Ferguson PLC (NYSE:FERG) stock rose 3.38% (As on December 5, 11:17:25 AM UTC-4, Source: Google Finance) after the company posted better than expected results for the first quarter of FY 24. In the United States, net sales declined by 2.7%, with organic revenue decreasing by 5.0%. The residential market remained subdued, while non-residential markets showed stability with a 2% growth. In Canada, net sales decreased by 5.0%, with organic revenue declining by 3.3%. Adjusted operating profit in the US was down by 9.3%, and in Canada, it decreased by 30.3%. The company has reported a strong operating cash flow of $557 million, an increase from the previous year, demonstrating the company’s robust cash-generative business model. The balance sheet remains solid with a net debt to adjusted EBITDA ratio of 1.0x. The company also continued its shareholder-friendly activities with share repurchases totaling $108 million during the quarter. The company’s strategic acquisitions and commitment to shareholder returns, coupled with a stable dividend increase, position it well for future growth opportunities.

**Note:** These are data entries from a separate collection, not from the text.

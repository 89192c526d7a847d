use async_trait::async_trait;
use std::collections::VecDeque;
use std::fs;
use std::path::PathBuf;
use std::sync::{Arc, Mutex};
use tempfile::TempDir;
use scribe::chat::{ChatMessage, ChatRepository, SettingKey};
use scribe::error::{Result, ScribeError};
use scribe::providers::{CompletionClient, CompletionRequest};
use scribe::storage::StoreLocation;

#[allow(dead_code)]
pub fn temp_location() -> (StoreLocation, TempDir) {
    let tmp = TempDir::new().expect("failed to create tempdir");
    let location = StoreLocation::Directory(tmp.path().to_path_buf());
    (location, tmp)
}

#[allow(dead_code)]
pub async fn chat_repo_with_key(location: &StoreLocation) -> ChatRepository {
    let repo = ChatRepository::open(location)
        .await
        .expect("failed to open chat store");
    repo.set_setting(SettingKey::ApiKey, "sk-test")
        .await
        .expect("failed to store api key");
    repo
}

#[allow(dead_code)]
pub fn temp_config_file(contents: &str) -> (TempDir, PathBuf) {
    let temp_dir = TempDir::new().expect("failed to create tempdir");
    let config_path = temp_dir.path().join("scribe.yaml");
    fs::write(&config_path, contents).expect("failed to write config file");
    (temp_dir, config_path)
}

/// Completion client that answers from a script and records every request
///
/// Clones share the script, so keep one clone to inspect requests after
/// boxing the other into a `ChatApp`.
#[allow(dead_code)]
#[derive(Clone, Default)]
pub struct ScriptedClient {
    replies: Arc<Mutex<VecDeque<std::result::Result<String, String>>>>,
    requests: Arc<Mutex<Vec<CompletionRequest>>>,
}

#[allow(dead_code)]
impl ScriptedClient {
    pub fn new() -> Self {
        Self::default()
    }

    pub fn reply(self, content: &str) -> Self {
        self.replies.lock().unwrap().push_back(Ok(content.to_string()));
        self
    }

    pub fn fail(self, message: &str) -> Self {
        self.replies.lock().unwrap().push_back(Err(message.to_string()));
        self
    }

    pub fn requests(&self) -> Vec<CompletionRequest> {
        self.requests.lock().unwrap().clone()
    }
}

#[async_trait]
impl CompletionClient for ScriptedClient {
    async fn complete(&self, _credential: &str, request: &CompletionRequest) -> Result<ChatMessage> {
        self.requests.lock().unwrap().push(request.clone());
        match self.replies.lock().unwrap().pop_front() {
            Some(Ok(content)) => Ok(ChatMessage::assistant(content)),
            Some(Err(message)) => Err(ScribeError::Completion(message).into()),
            None => Err(ScribeError::Completion("script exhausted".to_string()).into()),
        }
    }
}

FERG in the first quarter of FY 24 has reported the adjusted earnings per share of $2.65, beating the analysts’ estimates for the adjusted earnings per share of $2.62. The company had reported 2.8 percent decline in the adjusted revenue growth to $7.71 billion in the first quarter of FY 24, beating the analysts’ estimates for revenue of $7.62 billion. This is primarily due to a decline in residential sales, which was partially offset by growth in non-residential sales. The gross margin contracted slightly by 30 basis points to 30.2%, affected by commodity categories. Operating expenses were carefully managed, and the reported operating profit was $739 million, an 11.1% decrease from the previous year. Adjusted operating profit stood at $773 million, a 10.5% decrease. The company’s operating margin remained robust at 9.6%, with an adjusted margin of 10.0%.

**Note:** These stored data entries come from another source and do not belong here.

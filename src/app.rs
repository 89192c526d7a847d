//! Chat controller
//!
//! `ChatApp` owns the per-run chat state: which session is current and which
//! completion request is in flight. It is created once at startup, reset by
//! `clear_history`, and everything else goes through the repository.

use crate::chat::{ChatMessage, ChatRepository, ChatSession, Excerpt, Role};
use crate::error::{Result, ScribeError};
use crate::providers::{CompletionClient, CompletionRequest};
use std::sync::atomic::{AtomicU64, Ordering};
use std::sync::{Mutex, RwLock};
use tokio_util::sync::CancellationToken;

/// Text shown in place of a reply when a completion fails
pub const COMPLETION_FAILURE_NOTICE: &str = "Sorry, I encountered an error while processing your request. Please check your API key and try again.";

/// Owning controller for an interactive chat
pub struct ChatApp {
    repo: ChatRepository,
    client: Box<dyn CompletionClient>,
    current: RwLock<Option<String>>,
    in_flight: Mutex<Option<(u64, CancellationToken)>>,
    next_request: AtomicU64,
}

impl ChatApp {
    /// Create a controller with no current session
    pub fn new(repo: ChatRepository, client: Box<dyn CompletionClient>) -> Self {
        Self {
            repo,
            client,
            current: RwLock::new(None),
            in_flight: Mutex::new(None),
            next_request: AtomicU64::new(0),
        }
    }

    /// Repository backing this controller
    pub fn repository(&self) -> &ChatRepository {
        &self.repo
    }

    /// Select the most recent session, creating one if there are none
    pub async fn init(&self) -> Result<ChatSession> {
        let session = match self.repo.list_sessions().await?.into_iter().next() {
            Some(latest) => latest,
            None => self.repo.create_session().await?,
        };
        self.set_current(&session.id);
        tracing::info!("Chat initialized on session {}", session.id);
        Ok(session)
    }

    /// Start a fresh session and make it current
    pub async fn start_new_chat(&self) -> Result<ChatSession> {
        let session = self.repo.create_session().await?;
        self.set_current(&session.id);
        Ok(session)
    }

    /// Make an existing session current
    ///
    /// # Errors
    ///
    /// Returns `ScribeError::NotFound` if the session does not exist
    pub async fn select_session(&self, id: &str) -> Result<ChatSession> {
        let session = self
            .repo
            .get_session(id)
            .await?
            .ok_or_else(|| ScribeError::NotFound(format!("chat session {}", id)))?;
        self.set_current(&session.id);
        Ok(session)
    }

    /// Id of the current session, if one was selected
    pub fn current_session_id(&self) -> Option<String> {
        self.current.read().map(|id| id.clone()).unwrap_or_default()
    }

    /// Load the current session, initializing if none is selected or it vanished
    pub async fn current_session(&self) -> Result<ChatSession> {
        if let Some(id) = self.current_session_id() {
            if let Some(session) = self.repo.get_session(&id).await? {
                return Ok(session);
            }
            tracing::warn!("Current session {} no longer exists", id);
        }
        self.init().await
    }

    /// Send a user message and record the reply
    ///
    /// The user message is persisted before the request goes out, so it stays
    /// in the session when the request fails. Sending supersedes any request
    /// still in flight.
    ///
    /// # Errors
    ///
    /// - `ScribeError::Validation` for blank input
    /// - `ScribeError::Config` when no credential is stored
    /// - `ScribeError::Completion` when the endpoint fails
    /// - `ScribeError::Cancelled` when superseded or cancelled
    pub async fn send_message(&self, text: &str) -> Result<ChatMessage> {
        let text = text.trim();
        if text.is_empty() {
            return Err(ScribeError::Validation("Message cannot be empty".to_string()).into());
        }

        let credential = self.repo.api_key().await?.ok_or_else(|| {
            ScribeError::Config(
                "No API key configured; run `scribe settings set --api-key <KEY>`".to_string(),
            )
        })?;
        let model = self.repo.model().await?;
        let session = self.current_session().await?;

        let request = CompletionRequest::from_history(model, &session.messages, text);
        self.repo
            .append_message(&session.id, Role::User, text)
            .await?;

        let (request_id, token) = self.begin_request();
        let outcome = tokio::select! {
            _ = token.cancelled() => Err(ScribeError::Cancelled.into()),
            reply = self.client.complete(&credential, &request) => reply,
        };
        self.finish_request(request_id);

        let reply = outcome.map_err(|e| {
            tracing::warn!("Completion for session {} failed: {}", session.id, e);
            e
        })?;

        self.repo
            .append_message(&session.id, Role::Assistant, &reply.content)
            .await?;
        Ok(reply)
    }

    /// Cancel the request in flight; returns false if there was none
    pub fn cancel_in_flight(&self) -> bool {
        let token = self
            .in_flight
            .lock()
            .ok()
            .and_then(|mut slot| slot.take())
            .map(|(_, token)| token);
        match token {
            Some(token) => {
                token.cancel();
                true
            }
            None => false,
        }
    }

    /// Whether a completion request is currently awaiting a reply
    pub fn has_in_flight(&self) -> bool {
        self.in_flight
            .lock()
            .map(|slot| slot.is_some())
            .unwrap_or(false)
    }

    /// Delete every session and start over with a fresh one
    pub async fn clear_history(&self) -> Result<ChatSession> {
        self.cancel_in_flight();
        self.repo.delete_all_sessions().await?;
        if let Ok(mut current) = self.current.write() {
            *current = None;
        }
        self.start_new_chat().await
    }

    /// Save the newest assistant reply of the current session as an excerpt
    ///
    /// # Errors
    ///
    /// Returns `ScribeError::NotFound` if the session has no reply yet
    pub async fn save_last_reply(&self) -> Result<Excerpt> {
        let session = self.current_session().await?;
        let reply = session.last_reply().ok_or_else(|| {
            ScribeError::NotFound(format!("assistant reply in session {}", session.id))
        })?;
        self.repo.save_excerpt(&reply.content).await
    }

    fn set_current(&self, id: &str) {
        if let Ok(mut current) = self.current.write() {
            *current = Some(id.to_string());
        }
    }

    fn begin_request(&self) -> (u64, CancellationToken) {
        let id = self.next_request.fetch_add(1, Ordering::SeqCst);
        let token = CancellationToken::new();
        if let Ok(mut slot) = self.in_flight.lock() {
            if let Some((previous, old)) = slot.replace((id, token.clone())) {
                tracing::debug!("Superseding completion request {}", previous);
                old.cancel();
            }
        }
        (id, token)
    }

    fn finish_request(&self, id: u64) {
        if let Ok(mut slot) = self.in_flight.lock() {
            if matches!(slot.as_ref(), Some((current, _)) if *current == id) {
                *slot = None;
            }
        }
    }
}
use crate::chat::{display_model_name, ChatRepository};
use crate::cli::SettingsCommand;
use crate::error::Result;
use colored::Colorize;

/// Handle settings commands
pub async fn handle_settings(command: SettingsCommand, repo: &ChatRepository) -> Result<()> {
    match command {
        SettingsCommand::Show => {
            let model = repo.model().await?;
            let key_status = if repo.api_key().await?.is_some() {
                "configured".green()
            } else {
                "not set".red()
            };

            println!("Model:    {} ({})", display_model_name(&model).cyan(), model);
            println!("API key:  {}", key_status);
        }
        SettingsCommand::Set { api_key, model } => {
            repo.save_settings(&api_key, model.as_deref()).await?;
            let model = repo.model().await?;
            println!(
                "{}",
                format!("Settings saved; chatting with {}", display_model_name(&model)).green()
            );
        }
    }

    Ok(())
}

Ferguson said it lifted its dividend by 5% to $0.79 per share, payable on Feb. 6 to shareholders of record as of Dec. 15. Additionally, FERG completed one acquisition during the quarter, further expanding its market presence.
The company has reaffirmed its full-year guidance, expecting net sales to be broadly flat and an adjusted operating margin to be between 9.2% and 9.8%. The company remains confident in its market position and its ability to leverage structural tailwinds over the medium and long term.